Gather every line below where "also" appears.

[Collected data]
********************

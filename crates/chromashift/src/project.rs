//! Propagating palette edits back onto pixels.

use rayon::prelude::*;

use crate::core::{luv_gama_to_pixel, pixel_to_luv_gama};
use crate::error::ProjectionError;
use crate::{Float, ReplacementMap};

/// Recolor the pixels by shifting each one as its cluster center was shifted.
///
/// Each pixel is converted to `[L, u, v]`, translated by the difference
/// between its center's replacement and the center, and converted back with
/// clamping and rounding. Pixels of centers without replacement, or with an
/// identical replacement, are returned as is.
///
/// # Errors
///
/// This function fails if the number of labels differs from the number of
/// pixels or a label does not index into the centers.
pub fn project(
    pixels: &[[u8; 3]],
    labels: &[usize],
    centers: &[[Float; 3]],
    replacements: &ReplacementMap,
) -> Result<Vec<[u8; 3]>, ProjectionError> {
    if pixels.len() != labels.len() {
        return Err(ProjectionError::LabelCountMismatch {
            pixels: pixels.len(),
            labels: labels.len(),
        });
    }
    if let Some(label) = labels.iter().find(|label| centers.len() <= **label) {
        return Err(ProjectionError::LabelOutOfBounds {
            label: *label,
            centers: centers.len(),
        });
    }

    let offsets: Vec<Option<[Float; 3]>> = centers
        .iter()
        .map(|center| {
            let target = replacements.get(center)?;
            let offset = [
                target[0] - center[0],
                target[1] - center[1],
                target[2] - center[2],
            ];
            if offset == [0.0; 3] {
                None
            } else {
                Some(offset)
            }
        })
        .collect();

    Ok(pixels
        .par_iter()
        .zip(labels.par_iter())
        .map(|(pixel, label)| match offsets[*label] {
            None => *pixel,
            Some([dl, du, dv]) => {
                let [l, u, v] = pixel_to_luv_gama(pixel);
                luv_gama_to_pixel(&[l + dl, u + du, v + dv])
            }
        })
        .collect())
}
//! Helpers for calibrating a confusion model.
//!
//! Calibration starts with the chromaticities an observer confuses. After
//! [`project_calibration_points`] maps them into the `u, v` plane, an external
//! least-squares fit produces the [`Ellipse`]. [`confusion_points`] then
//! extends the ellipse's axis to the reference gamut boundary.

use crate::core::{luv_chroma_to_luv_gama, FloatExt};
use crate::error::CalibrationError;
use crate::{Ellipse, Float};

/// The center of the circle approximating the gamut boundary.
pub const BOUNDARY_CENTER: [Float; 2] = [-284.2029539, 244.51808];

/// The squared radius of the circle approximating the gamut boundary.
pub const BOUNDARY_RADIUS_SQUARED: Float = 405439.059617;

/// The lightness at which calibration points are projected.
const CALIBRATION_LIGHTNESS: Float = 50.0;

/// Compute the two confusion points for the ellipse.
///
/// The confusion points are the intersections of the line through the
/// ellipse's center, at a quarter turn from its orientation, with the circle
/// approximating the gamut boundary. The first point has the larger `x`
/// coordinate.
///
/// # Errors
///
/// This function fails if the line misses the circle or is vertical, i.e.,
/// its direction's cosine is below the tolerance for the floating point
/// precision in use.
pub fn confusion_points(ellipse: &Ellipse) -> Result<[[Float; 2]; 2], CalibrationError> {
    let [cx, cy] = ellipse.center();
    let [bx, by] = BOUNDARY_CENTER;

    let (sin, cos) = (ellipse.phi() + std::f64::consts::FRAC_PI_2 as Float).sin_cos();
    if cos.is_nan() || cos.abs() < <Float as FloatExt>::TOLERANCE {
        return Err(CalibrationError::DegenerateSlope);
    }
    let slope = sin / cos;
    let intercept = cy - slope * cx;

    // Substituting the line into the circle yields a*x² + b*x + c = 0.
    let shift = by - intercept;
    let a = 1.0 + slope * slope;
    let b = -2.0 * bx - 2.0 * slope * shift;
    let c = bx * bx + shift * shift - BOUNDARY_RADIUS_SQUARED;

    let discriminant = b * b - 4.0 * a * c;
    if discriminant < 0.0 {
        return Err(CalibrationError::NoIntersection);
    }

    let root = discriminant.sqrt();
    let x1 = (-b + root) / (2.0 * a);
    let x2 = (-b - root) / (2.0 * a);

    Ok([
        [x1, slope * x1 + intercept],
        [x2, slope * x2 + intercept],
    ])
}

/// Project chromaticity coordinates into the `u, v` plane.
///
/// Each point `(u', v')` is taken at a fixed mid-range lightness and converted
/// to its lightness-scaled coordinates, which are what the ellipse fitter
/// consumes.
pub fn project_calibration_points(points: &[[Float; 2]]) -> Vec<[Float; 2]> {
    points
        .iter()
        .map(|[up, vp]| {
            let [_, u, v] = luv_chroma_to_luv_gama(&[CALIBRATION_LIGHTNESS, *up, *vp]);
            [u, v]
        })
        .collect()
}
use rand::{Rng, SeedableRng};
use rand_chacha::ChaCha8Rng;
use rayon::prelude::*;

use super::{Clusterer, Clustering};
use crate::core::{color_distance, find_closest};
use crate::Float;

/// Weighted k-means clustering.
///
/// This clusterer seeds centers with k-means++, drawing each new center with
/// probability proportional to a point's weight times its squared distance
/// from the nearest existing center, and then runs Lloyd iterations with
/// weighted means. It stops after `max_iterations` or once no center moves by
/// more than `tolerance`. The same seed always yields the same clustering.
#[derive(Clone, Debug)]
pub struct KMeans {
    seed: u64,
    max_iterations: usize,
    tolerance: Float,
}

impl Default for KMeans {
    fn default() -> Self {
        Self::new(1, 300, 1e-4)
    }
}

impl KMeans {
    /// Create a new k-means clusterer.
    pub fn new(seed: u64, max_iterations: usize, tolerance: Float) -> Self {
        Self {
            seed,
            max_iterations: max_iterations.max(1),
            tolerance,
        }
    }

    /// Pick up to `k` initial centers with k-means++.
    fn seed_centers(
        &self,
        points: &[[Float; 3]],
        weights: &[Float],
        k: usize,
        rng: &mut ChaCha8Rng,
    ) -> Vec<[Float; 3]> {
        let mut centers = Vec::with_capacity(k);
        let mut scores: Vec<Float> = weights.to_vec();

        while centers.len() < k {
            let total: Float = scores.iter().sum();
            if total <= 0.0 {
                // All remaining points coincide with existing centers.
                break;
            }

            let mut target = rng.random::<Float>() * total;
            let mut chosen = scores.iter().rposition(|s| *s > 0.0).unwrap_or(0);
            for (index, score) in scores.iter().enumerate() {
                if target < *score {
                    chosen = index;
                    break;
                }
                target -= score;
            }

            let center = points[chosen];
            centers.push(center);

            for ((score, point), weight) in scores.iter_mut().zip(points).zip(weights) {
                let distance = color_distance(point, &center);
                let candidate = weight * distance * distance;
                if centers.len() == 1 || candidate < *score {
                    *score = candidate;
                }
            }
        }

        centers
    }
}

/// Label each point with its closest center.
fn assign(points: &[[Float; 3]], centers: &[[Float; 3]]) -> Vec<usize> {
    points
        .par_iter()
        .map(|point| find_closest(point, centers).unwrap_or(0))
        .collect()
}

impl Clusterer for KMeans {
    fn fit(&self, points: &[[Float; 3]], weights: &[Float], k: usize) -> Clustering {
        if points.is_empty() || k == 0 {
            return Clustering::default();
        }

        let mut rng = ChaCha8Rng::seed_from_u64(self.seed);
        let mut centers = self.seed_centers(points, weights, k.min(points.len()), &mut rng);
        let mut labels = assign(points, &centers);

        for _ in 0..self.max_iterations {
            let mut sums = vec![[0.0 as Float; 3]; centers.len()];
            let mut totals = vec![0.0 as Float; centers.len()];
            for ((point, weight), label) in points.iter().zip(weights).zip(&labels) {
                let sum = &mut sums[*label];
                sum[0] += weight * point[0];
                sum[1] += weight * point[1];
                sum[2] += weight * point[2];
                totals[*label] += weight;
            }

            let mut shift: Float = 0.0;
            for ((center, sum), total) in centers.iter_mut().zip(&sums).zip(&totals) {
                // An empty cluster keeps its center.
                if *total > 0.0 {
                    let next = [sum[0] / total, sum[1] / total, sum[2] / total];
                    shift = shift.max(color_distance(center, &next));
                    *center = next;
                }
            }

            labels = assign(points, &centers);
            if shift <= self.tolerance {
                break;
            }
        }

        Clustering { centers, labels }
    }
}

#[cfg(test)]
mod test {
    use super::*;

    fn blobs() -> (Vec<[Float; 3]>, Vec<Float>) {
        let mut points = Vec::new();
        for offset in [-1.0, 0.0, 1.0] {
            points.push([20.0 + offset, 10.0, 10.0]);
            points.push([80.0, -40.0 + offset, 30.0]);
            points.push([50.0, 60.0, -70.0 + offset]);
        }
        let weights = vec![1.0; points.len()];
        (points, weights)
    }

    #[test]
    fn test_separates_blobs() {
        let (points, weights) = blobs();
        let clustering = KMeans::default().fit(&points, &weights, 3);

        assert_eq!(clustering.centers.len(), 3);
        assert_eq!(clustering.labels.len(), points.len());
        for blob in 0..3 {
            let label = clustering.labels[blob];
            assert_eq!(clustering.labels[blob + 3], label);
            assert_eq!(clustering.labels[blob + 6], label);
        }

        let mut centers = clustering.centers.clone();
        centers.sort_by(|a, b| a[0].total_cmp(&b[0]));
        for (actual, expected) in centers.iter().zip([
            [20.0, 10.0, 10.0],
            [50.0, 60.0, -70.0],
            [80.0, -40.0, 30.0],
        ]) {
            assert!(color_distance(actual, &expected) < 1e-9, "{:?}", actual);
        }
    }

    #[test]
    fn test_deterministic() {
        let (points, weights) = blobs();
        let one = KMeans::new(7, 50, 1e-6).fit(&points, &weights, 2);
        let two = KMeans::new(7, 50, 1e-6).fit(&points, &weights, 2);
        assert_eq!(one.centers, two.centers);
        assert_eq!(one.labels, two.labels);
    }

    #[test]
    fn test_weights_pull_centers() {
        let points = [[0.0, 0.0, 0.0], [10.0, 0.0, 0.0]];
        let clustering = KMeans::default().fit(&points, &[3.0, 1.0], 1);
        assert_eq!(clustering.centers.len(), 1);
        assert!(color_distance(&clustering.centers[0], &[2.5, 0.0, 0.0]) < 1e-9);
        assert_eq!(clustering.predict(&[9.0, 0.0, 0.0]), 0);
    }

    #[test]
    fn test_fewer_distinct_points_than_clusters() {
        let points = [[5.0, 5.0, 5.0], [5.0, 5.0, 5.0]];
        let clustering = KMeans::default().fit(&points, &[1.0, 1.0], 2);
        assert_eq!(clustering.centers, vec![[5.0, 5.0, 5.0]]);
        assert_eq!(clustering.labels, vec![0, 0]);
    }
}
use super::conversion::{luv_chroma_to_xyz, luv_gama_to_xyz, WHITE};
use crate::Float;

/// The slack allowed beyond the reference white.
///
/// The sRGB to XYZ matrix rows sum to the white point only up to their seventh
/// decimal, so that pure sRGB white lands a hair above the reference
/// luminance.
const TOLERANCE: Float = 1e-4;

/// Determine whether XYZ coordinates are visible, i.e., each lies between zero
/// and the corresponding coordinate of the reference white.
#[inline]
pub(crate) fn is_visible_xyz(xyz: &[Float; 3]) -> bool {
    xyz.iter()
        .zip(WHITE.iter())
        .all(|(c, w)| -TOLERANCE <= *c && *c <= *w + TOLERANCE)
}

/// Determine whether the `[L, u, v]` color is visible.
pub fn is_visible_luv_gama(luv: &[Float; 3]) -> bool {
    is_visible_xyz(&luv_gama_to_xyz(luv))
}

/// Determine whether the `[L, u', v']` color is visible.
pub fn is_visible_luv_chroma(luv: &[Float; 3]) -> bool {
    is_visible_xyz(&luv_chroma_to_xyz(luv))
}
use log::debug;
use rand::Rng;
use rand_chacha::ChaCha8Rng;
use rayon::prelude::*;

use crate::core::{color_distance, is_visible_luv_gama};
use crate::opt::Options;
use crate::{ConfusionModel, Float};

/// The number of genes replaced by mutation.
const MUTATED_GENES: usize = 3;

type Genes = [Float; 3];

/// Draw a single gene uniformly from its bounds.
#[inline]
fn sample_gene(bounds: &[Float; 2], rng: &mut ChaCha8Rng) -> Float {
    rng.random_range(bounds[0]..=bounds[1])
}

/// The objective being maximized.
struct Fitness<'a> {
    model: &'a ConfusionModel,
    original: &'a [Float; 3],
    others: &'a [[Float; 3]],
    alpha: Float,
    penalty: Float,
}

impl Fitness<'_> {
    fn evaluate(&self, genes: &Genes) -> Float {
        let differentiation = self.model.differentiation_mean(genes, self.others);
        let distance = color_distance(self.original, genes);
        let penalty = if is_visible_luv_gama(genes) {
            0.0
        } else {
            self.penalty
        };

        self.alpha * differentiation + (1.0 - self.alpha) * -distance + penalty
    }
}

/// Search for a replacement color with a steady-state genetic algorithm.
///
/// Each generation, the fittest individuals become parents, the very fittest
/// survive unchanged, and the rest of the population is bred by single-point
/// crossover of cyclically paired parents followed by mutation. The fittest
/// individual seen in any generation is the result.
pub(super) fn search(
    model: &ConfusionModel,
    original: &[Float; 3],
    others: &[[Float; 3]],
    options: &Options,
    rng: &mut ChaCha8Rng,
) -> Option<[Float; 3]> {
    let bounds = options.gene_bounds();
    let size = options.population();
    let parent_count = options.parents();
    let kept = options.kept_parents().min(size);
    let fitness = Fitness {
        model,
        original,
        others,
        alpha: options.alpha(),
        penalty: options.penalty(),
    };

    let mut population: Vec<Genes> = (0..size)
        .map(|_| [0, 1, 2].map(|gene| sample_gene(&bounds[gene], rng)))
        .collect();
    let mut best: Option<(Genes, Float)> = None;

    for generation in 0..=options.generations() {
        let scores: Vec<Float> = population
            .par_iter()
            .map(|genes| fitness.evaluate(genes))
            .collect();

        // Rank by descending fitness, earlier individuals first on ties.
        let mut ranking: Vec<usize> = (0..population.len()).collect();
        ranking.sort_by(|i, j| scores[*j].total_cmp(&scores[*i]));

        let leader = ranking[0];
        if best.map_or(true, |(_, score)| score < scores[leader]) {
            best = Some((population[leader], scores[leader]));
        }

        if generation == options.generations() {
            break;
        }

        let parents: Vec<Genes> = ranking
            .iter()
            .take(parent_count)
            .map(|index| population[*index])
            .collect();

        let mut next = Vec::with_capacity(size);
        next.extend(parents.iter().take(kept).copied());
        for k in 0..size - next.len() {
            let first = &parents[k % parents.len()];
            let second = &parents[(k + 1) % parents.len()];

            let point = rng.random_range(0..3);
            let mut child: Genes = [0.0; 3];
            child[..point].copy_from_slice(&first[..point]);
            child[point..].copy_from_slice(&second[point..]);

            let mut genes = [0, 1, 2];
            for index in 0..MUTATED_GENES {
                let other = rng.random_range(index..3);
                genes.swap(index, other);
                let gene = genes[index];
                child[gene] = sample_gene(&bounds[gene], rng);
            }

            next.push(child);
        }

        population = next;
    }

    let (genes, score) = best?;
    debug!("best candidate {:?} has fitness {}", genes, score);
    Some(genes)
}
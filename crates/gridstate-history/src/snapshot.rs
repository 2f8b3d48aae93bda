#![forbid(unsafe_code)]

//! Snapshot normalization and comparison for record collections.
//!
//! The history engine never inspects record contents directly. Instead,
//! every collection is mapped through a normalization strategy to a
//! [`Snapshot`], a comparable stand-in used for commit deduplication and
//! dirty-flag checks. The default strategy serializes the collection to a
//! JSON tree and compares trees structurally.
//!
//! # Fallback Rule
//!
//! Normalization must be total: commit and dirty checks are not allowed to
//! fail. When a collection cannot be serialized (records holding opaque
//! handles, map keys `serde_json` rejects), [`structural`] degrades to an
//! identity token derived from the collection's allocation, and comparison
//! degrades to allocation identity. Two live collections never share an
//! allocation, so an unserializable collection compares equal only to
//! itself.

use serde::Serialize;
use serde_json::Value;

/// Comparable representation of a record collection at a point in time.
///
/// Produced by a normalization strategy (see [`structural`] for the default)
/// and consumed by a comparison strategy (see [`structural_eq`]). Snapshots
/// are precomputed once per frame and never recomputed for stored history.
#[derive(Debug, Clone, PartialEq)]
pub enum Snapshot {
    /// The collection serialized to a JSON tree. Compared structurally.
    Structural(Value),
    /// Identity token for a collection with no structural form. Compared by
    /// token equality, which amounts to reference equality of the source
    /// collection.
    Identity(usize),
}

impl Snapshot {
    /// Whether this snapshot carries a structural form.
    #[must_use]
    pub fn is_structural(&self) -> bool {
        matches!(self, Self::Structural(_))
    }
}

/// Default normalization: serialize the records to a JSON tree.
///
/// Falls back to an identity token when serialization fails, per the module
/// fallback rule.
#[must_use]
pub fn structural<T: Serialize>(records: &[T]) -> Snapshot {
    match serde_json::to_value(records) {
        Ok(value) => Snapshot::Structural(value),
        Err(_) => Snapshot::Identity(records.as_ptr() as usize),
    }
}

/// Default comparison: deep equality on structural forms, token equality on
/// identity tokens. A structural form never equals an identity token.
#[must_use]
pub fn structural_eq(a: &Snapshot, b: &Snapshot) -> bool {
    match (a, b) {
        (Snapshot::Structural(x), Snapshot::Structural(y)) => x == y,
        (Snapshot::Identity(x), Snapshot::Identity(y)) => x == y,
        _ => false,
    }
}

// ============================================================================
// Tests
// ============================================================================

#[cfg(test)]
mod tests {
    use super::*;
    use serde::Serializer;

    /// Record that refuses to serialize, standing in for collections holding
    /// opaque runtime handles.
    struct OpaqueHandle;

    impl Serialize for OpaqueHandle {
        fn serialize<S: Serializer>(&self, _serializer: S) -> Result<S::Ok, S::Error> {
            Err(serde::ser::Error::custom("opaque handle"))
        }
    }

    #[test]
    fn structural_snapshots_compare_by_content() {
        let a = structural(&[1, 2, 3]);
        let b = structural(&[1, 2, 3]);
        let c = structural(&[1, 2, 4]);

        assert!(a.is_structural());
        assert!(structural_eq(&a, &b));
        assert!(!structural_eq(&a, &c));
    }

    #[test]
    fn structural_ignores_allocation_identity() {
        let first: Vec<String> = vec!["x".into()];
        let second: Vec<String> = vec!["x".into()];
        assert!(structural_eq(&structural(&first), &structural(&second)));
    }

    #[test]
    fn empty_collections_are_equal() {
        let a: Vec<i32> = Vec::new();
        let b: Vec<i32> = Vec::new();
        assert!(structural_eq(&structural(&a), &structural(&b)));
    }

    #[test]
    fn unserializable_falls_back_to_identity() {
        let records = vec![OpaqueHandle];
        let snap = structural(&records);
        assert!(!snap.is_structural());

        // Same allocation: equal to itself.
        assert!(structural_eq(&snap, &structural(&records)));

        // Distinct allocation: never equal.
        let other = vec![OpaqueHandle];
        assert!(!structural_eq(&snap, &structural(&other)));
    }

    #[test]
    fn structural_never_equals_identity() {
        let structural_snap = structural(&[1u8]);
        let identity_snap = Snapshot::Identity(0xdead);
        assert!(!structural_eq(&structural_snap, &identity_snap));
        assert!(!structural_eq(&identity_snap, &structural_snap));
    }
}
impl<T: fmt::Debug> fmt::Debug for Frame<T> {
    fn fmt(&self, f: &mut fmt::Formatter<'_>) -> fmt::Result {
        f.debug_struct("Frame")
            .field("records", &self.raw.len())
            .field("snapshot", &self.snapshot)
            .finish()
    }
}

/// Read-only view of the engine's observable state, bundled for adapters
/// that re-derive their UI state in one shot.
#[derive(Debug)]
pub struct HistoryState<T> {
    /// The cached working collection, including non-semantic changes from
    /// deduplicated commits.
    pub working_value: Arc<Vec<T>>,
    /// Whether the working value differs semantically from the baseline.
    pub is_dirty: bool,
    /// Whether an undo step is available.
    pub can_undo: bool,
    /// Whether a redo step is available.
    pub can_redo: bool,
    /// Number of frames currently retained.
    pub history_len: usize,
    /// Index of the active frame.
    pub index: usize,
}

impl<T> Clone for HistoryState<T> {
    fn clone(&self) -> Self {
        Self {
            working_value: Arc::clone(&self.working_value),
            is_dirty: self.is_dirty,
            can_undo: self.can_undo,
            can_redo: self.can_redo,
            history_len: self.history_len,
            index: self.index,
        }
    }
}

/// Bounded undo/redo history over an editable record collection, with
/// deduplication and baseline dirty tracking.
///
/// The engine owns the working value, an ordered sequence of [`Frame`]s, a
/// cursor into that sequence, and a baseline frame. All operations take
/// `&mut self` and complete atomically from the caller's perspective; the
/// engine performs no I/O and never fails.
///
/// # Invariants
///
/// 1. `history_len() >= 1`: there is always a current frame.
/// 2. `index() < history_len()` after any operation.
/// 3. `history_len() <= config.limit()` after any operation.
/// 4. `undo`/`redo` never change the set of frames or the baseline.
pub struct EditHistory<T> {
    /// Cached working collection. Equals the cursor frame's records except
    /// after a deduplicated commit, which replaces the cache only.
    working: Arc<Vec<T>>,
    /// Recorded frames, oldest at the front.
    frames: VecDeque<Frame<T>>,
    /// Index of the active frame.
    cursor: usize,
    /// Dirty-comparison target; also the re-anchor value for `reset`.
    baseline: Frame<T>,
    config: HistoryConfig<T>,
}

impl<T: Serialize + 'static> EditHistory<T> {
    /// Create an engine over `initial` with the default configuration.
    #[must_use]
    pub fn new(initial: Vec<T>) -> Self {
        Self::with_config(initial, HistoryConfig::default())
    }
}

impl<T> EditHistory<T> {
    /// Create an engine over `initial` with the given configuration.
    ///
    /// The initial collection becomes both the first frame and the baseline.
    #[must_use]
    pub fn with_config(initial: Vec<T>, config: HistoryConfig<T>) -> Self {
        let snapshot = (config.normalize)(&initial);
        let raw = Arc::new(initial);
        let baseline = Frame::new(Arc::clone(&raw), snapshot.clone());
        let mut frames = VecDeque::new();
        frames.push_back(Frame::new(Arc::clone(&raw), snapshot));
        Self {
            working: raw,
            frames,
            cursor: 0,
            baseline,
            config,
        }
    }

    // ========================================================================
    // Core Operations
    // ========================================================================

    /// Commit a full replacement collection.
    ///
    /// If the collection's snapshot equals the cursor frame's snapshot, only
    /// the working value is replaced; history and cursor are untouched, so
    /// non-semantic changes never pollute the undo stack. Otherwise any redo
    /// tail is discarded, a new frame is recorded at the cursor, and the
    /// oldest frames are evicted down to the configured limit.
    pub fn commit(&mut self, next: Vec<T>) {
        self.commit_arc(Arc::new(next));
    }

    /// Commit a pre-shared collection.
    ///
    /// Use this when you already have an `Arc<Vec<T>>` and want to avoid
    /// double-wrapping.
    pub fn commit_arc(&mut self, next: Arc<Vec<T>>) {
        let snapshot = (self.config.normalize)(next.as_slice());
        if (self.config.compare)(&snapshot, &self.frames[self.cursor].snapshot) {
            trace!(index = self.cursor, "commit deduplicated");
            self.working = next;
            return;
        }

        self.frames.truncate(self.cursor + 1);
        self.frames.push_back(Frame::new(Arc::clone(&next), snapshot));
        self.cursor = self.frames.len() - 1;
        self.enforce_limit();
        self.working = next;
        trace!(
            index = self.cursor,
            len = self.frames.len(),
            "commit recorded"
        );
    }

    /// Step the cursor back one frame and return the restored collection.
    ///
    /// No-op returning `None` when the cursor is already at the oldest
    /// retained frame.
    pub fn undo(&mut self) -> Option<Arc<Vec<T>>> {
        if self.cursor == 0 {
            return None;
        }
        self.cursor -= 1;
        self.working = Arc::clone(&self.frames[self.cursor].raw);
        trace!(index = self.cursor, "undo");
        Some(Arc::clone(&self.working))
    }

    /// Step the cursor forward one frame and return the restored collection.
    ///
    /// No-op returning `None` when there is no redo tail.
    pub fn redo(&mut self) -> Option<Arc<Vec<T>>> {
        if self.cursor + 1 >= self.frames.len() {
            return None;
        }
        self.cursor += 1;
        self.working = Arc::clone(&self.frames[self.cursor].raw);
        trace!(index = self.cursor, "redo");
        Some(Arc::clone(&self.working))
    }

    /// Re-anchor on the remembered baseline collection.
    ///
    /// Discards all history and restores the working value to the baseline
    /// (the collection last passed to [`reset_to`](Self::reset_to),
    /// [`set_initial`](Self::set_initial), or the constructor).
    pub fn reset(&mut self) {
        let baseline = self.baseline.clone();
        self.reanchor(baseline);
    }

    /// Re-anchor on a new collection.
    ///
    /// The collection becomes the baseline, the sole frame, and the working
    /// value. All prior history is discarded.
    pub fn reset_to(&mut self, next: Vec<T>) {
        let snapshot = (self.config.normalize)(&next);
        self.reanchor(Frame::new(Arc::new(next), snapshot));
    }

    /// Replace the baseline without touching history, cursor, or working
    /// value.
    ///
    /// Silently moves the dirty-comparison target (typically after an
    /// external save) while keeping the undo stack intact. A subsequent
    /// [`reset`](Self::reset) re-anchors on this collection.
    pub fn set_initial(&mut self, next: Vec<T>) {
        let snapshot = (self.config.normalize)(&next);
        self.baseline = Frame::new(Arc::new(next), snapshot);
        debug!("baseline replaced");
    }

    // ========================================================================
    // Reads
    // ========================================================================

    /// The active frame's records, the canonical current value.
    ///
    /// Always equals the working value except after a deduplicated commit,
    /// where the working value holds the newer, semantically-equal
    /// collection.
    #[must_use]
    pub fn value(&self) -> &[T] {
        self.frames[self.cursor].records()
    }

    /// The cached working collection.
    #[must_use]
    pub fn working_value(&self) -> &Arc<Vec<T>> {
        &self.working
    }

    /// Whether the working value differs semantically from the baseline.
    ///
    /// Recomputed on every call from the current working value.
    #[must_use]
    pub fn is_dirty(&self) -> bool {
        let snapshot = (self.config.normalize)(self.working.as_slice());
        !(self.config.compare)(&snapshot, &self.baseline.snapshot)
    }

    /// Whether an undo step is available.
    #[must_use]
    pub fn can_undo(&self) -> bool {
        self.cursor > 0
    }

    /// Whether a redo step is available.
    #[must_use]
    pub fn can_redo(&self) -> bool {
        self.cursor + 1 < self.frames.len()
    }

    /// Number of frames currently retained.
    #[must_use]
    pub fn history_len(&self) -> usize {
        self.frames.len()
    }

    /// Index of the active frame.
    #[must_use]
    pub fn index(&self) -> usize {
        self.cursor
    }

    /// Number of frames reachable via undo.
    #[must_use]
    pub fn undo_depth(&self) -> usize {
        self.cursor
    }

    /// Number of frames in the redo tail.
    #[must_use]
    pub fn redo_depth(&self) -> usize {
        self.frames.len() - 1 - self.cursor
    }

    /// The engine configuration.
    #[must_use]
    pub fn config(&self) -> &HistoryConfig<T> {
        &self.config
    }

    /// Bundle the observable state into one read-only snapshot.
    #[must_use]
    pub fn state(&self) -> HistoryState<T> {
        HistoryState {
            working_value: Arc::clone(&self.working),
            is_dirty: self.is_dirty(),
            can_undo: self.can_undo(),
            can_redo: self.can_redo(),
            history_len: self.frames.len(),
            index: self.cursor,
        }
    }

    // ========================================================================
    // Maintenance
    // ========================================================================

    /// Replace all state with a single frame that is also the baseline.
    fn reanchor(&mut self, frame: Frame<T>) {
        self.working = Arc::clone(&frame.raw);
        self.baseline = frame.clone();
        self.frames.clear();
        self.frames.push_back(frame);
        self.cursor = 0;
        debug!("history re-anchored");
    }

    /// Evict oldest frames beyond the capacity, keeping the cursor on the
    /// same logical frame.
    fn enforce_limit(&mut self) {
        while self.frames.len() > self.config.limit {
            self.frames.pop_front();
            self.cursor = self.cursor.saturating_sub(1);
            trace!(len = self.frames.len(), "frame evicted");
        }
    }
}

********************

• Answer section
    /// Dirty-comparison target; also the re-anchor value for `reset`.
    /// Replace all state with a single frame that is also the baseline.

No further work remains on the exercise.